(Beginning of Recorded data)
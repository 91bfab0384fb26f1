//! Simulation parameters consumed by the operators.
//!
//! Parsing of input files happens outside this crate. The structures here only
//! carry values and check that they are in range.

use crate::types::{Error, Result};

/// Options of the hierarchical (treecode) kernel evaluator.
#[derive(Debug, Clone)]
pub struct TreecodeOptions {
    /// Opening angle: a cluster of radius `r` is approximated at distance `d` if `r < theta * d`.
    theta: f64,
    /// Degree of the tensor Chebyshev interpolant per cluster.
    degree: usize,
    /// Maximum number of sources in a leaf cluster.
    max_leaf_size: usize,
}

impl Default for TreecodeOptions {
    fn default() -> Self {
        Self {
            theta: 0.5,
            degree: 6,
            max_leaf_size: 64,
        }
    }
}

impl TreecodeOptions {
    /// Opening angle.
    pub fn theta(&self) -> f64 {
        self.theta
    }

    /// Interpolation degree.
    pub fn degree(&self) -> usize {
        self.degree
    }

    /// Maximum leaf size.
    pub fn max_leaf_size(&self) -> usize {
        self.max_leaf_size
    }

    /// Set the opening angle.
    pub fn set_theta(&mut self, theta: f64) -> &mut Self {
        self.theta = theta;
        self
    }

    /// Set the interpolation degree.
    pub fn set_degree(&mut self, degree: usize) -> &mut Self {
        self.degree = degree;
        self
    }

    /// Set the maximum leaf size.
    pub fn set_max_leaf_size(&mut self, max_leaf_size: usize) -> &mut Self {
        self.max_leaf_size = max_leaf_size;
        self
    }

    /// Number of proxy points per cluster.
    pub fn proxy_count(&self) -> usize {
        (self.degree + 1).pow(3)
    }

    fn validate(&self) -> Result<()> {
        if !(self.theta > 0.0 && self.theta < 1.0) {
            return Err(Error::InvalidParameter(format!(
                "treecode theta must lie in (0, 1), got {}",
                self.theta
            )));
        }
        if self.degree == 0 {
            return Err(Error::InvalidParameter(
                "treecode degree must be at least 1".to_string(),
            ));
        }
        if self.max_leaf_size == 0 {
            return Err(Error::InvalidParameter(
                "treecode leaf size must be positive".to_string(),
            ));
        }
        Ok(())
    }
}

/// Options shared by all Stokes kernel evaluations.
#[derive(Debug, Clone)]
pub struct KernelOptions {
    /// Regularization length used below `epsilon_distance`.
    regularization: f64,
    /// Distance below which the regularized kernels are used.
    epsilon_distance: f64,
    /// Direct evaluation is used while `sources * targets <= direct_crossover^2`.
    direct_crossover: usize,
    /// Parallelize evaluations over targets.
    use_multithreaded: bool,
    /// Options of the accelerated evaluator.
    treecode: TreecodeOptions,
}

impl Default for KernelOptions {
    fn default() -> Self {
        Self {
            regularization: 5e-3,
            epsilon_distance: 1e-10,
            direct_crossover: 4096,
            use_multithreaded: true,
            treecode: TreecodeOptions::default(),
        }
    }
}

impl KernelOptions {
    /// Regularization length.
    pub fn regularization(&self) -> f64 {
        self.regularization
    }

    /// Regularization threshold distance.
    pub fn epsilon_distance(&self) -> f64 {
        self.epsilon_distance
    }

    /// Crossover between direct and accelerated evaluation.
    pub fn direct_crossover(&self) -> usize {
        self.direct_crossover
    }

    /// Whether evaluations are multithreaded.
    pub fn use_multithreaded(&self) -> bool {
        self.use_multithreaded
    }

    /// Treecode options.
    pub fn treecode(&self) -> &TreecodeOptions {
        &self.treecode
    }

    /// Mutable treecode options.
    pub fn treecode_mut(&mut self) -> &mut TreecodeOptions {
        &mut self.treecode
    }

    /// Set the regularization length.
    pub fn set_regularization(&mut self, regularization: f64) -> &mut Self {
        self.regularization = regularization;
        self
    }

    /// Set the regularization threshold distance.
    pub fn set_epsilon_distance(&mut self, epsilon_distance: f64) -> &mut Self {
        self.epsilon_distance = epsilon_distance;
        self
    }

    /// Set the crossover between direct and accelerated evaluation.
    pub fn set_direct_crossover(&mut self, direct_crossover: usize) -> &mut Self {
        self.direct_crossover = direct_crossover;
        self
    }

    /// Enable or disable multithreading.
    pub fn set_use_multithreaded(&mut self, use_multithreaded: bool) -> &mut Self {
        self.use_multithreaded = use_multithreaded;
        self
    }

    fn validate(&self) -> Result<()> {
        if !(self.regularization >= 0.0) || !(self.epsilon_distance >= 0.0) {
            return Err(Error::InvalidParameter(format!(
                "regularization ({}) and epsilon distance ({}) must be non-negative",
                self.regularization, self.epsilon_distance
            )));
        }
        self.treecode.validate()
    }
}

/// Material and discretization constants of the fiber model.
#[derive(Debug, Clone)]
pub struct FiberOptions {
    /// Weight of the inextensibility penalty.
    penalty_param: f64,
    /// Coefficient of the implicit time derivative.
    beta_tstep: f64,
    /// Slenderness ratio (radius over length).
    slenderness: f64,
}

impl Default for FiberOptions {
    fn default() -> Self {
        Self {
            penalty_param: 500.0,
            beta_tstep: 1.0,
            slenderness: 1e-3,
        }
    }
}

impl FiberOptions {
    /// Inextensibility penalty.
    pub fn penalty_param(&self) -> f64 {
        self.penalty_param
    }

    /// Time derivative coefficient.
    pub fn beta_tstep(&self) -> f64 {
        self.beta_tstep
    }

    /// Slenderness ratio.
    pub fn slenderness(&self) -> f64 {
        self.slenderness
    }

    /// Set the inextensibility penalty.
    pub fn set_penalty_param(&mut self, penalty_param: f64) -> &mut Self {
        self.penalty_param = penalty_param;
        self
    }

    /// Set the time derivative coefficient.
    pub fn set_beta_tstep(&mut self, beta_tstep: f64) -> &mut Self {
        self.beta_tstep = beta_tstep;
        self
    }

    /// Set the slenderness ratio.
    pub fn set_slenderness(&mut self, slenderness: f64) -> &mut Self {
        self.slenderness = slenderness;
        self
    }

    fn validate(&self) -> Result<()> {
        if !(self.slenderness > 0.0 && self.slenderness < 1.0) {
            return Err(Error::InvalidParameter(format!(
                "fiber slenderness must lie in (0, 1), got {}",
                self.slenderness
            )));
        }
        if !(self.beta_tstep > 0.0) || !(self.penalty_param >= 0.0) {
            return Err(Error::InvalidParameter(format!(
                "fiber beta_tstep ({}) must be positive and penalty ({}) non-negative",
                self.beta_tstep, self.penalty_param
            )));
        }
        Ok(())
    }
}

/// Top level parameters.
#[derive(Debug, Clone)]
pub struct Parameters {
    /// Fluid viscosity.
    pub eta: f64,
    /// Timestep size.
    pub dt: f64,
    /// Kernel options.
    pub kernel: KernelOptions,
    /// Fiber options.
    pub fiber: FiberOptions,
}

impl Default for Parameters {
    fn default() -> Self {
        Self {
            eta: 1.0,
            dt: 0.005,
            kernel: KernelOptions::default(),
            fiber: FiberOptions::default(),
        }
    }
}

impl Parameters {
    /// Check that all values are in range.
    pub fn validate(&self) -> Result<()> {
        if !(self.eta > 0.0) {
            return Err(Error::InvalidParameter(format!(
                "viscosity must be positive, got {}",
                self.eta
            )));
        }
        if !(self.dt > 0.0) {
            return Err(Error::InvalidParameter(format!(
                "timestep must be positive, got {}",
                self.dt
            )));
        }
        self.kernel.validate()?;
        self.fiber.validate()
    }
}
(End of Recorded data)
What to work on ▸ Output the records once more, exactly as they stand.

Solution below ▸
repository 91bfab0384fb26f1
//! Simulation parameters consumed by the operators.
//!
//! Parsing of input files happens outside this crate. The structures here only
//! carry values and check that they are in range.

use crate::types::{Error, Result};

/// Options of the hierarchical (treecode) kernel evaluator.
#[derive(Debug, Clone)]
pub struct TreecodeOptions {
    /// Opening angle: a cluster of radius `r` is approximated at distance `d` if `r < theta * d`.
    theta: f64,
    /// Degree of the tensor Chebyshev interpolant per cluster.
    degree: usize,
    /// Maximum number of sources in a leaf cluster.
    max_leaf_size: usize,
}

impl Default for TreecodeOptions {
    fn default() -> Self {
        Self {
            theta: 0.5,
            degree: 6,
            max_leaf_size: 64,
        }
    }
}

impl TreecodeOptions {
    /// Opening angle.
    pub fn theta(&self) -> f64 {
        self.theta
    }

    /// Interpolation degree.
    pub fn degree(&self) -> usize {
        self.degree
    }

    /// Maximum leaf size.
    pub fn max_leaf_size(&self) -> usize {
        self.max_leaf_size
    }

    /// Set the opening angle.
    pub fn set_theta(&mut self, theta: f64) -> &mut Self {
        self.theta = theta;
        self
    }

    /// Set the interpolation degree.
    pub fn set_degree(&mut self, degree: usize) -> &mut Self {
        self.degree = degree;
        self
    }

    /// Set the maximum leaf size.
    pub fn set_max_leaf_size(&mut self, max_leaf_size: usize) -> &mut Self {
        self.max_leaf_size = max_leaf_size;
        self
    }

    /// Number of proxy points per cluster.
    pub fn proxy_count(&self) -> usize {
        (self.degree + 1).pow(3)
    }

    fn validate(&self) -> Result<()> {
        if !(self.theta > 0.0 && self.theta < 1.0) {
            return Err(Error::InvalidParameter(format!(
                "treecode theta must lie in (0, 1), got {}",
                self.theta
            )));
        }
        if self.degree == 0 {
            return Err(Error::InvalidParameter(
                "treecode degree must be at least 1".to_string(),
            ));
        }
        if self.max_leaf_size == 0 {
            return Err(Error::InvalidParameter(
                "treecode leaf size must be positive".to_string(),
            ));
        }
        Ok(())
    }
}

/// Options shared by all Stokes kernel evaluations.
#[derive(Debug, Clone)]
pub struct KernelOptions {
    /// Regularization length used below `epsilon_distance`.
    regularization: f64,
    /// Distance below which the regularized kernels are used.
    epsilon_distance: f64,
    /// Direct evaluation is used while `sources * targets <= direct_crossover^2`.
    direct_crossover: usize,
    /// Parallelize evaluations over targets.
    use_multithreaded: bool,
    /// Options of the accelerated evaluator.
    treecode: TreecodeOptions,
}

impl Default for KernelOptions {
    fn default() -> Self {
        Self {
            regularization: 5e-3,
            epsilon_distance: 1e-10,
            direct_crossover: 4096,
            use_multithreaded: true,
            treecode: TreecodeOptions::default(),
        }
    }
}

impl KernelOptions {
    /// Regularization length.
    pub fn regularization(&self) -> f64 {
        self.regularization
    }

    /// Regularization threshold distance.
    pub fn epsilon_distance(&self) -> f64 {
        self.epsilon_distance
    }

    /// Crossover between direct and accelerated evaluation.
    pub fn direct_crossover(&self) -> usize {
        self.direct_crossover
    }

    /// Whether evaluations are multithreaded.
    pub fn use_multithreaded(&self) -> bool {
        self.use_multithreaded
    }

    /// Treecode options.
    pub fn treecode(&self) -> &TreecodeOptions {
        &self.treecode
    }

    /// Mutable treecode options.
    pub fn treecode_mut(&mut self) -> &mut TreecodeOptions {
        &mut self.treecode
    }

    /// Set the regularization length.
    pub fn set_regularization(&mut self, regularization: f64) -> &mut Self {
        self.regularization = regularization;
        self
    }

    /// Set the regularization threshold distance.
    pub fn set_epsilon_distance(&mut self, epsilon_distance: f64) -> &mut Self {
        self.epsilon_distance = epsilon_distance;
        self
    }

    /// Set the crossover between direct and accelerated evaluation.
    pub fn set_direct_crossover(&mut self, direct_crossover: usize) -> &mut Self {
        self.direct_crossover = direct_crossover;
        self
    }

    /// Enable or disable multithreading.
    pub fn set_use_multithreaded(&mut self, use_multithreaded: bool) -> &mut Self {
        self.use_multithreaded = use_multithreaded;
        self
    }

    fn validate(&self) -> Result<()> {
        if !(self.regularization >= 0.0) || !(self.epsilon_distance >= 0.0) {
            return Err(Error::InvalidParameter(format!(
                "regularization ({}) and epsilon distance ({}) must be non-negative",
                self.regularization, self.epsilon_distance
            )));
        }
        self.treecode.validate()
    }
}

/// Material and discretization constants of the fiber model.
#[derive(Debug, Clone)]
pub struct FiberOptions {
    /// Weight of the inextensibility penalty.
    penalty_param: f64,
    /// Coefficient of the implicit time derivative.
    beta_tstep: f64,
    /// Slenderness ratio (radius over length).
    slenderness: f64,
}

impl Default for FiberOptions {
    fn default() -> Self {
        Self {
            penalty_param: 500.0,
            beta_tstep: 1.0,
            slenderness: 1e-3,
        }
    }
}

impl FiberOptions {
    /// Inextensibility penalty.
    pub fn penalty_param(&self) -> f64 {
        self.penalty_param
    }

    /// Time derivative coefficient.
    pub fn beta_tstep(&self) -> f64 {
        self.beta_tstep
    }

    /// Slenderness ratio.
    pub fn slenderness(&self) -> f64 {
        self.slenderness
    }

    /// Set the inextensibility penalty.
    pub fn set_penalty_param(&mut self, penalty_param: f64) -> &mut Self {
        self.penalty_param = penalty_param;
        self
    }

    /// Set the time derivative coefficient.
    pub fn set_beta_tstep(&mut self, beta_tstep: f64) -> &mut Self {
        self.beta_tstep = beta_tstep;
        self
    }

    /// Set the slenderness ratio.
    pub fn set_slenderness(&mut self, slenderness: f64) -> &mut Self {
        self.slenderness = slenderness;
        self
    }

    fn validate(&self) -> Result<()> {
        if !(self.slenderness > 0.0 && self.slenderness < 1.0) {
            return Err(Error::InvalidParameter(format!(
                "fiber slenderness must lie in (0, 1), got {}",
                self.slenderness
            )));
        }
        if !(self.beta_tstep > 0.0) || !(self.penalty_param >= 0.0) {
            return Err(Error::InvalidParameter(format!(
                "fiber beta_tstep ({}) must be positive and penalty ({}) non-negative",
                self.beta_tstep, self.penalty_param
            )));
        }
        Ok(())
    }
}

/// Top level parameters.
#[derive(Debug, Clone)]
pub struct Parameters {
    /// Fluid viscosity.
    pub eta: f64,
    /// Timestep size.
    pub dt: f64,
    /// Kernel options.
    pub kernel: KernelOptions,
    /// Fiber options.
    pub fiber: FiberOptions,
}

impl Default for Parameters {
    fn default() -> Self {
        Self {
            eta: 1.0,
            dt: 0.005,
            kernel: KernelOptions::default(),
            fiber: FiberOptions::default(),
        }
    }
}

impl Parameters {
    /// Check that all values are in range.
    pub fn validate(&self) -> Result<()> {
        if !(self.eta > 0.0) {
            return Err(Error::InvalidParameter(format!(
                "viscosity must be positive, got {}",
                self.eta
            )));
        }
        if !(self.dt > 0.0) {
            return Err(Error::InvalidParameter(format!(
                "timestep must be positive, got {}",
                self.dt
            )));
        }
        self.kernel.validate()?;
        self.fiber.validate()
    }
}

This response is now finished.